## What needs to be done
Under this line are the records; write out word for word the part that begins at the line containing "use std::collections::HashMap;" and ends at the line containing "#[derive(Debug, Clone, PartialEq, Eq, Serialize)]", and no more.

## Data for processing
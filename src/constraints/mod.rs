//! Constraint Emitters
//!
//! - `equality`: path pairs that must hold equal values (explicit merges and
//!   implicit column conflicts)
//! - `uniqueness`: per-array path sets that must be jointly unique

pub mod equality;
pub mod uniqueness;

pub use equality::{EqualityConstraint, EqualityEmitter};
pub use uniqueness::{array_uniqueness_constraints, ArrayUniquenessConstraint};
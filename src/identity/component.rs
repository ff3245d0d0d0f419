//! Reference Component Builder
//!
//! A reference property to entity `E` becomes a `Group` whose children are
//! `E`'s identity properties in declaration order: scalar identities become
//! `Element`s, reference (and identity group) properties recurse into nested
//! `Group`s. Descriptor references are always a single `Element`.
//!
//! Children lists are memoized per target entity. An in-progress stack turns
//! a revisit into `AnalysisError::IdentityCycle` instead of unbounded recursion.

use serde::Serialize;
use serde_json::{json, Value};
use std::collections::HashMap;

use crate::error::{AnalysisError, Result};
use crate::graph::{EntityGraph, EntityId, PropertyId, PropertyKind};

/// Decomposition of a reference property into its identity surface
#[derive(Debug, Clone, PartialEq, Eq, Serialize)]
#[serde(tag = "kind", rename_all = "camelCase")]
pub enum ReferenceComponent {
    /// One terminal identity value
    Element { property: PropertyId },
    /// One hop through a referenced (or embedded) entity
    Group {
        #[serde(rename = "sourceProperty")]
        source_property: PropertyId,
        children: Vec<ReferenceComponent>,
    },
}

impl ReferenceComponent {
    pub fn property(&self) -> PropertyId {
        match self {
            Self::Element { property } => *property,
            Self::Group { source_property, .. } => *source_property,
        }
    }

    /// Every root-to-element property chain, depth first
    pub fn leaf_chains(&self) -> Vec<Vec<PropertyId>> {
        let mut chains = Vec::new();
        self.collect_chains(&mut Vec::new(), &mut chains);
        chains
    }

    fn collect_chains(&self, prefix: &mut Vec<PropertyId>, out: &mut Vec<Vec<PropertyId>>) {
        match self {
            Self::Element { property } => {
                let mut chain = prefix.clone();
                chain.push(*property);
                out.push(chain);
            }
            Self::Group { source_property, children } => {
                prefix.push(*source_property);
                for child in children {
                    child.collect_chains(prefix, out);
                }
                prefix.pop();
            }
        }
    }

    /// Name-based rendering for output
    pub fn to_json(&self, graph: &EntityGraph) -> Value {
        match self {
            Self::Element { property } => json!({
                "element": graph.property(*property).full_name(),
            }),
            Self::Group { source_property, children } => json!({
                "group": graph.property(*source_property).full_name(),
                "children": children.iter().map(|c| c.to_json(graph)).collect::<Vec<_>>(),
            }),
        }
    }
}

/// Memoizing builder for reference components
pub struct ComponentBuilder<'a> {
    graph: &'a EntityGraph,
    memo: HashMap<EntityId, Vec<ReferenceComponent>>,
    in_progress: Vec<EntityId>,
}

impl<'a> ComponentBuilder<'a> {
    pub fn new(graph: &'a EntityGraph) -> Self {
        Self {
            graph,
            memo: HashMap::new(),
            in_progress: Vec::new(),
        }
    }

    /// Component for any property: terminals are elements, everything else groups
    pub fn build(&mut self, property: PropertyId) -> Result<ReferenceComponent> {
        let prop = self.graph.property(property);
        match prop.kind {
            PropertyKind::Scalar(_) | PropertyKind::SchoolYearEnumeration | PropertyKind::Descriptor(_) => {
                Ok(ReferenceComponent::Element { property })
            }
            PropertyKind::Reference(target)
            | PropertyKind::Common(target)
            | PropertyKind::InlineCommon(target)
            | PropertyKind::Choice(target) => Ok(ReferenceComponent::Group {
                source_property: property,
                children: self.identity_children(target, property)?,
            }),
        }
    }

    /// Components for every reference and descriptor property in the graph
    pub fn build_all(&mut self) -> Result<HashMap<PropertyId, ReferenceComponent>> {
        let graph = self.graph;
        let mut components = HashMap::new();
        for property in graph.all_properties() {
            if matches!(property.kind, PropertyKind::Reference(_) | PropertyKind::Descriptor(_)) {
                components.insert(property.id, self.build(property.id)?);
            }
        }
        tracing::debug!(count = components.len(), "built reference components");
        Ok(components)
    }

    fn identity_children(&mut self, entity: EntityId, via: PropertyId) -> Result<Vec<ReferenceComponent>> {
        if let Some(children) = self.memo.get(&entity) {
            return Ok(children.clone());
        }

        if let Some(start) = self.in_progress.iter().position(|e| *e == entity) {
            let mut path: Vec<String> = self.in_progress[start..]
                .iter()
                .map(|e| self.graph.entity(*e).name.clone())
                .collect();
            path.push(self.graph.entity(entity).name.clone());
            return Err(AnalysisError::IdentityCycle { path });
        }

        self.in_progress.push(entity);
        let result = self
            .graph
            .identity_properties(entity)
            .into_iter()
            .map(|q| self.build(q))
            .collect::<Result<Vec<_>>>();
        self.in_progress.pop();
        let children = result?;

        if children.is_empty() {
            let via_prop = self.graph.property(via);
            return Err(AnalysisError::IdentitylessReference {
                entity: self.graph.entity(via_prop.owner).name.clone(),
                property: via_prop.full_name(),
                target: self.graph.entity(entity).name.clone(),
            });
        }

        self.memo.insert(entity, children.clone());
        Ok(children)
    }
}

## Exercise solution
use std::collections::HashMap;

use crate::error::{AnalysisError, Result};
use crate::graph::{EntityGraph, EntityId, PropertyId, PropertyKind};

/// Decomposition of a reference property into its identity surface
#[derive(Debug, Clone, PartialEq, Eq, Serialize)]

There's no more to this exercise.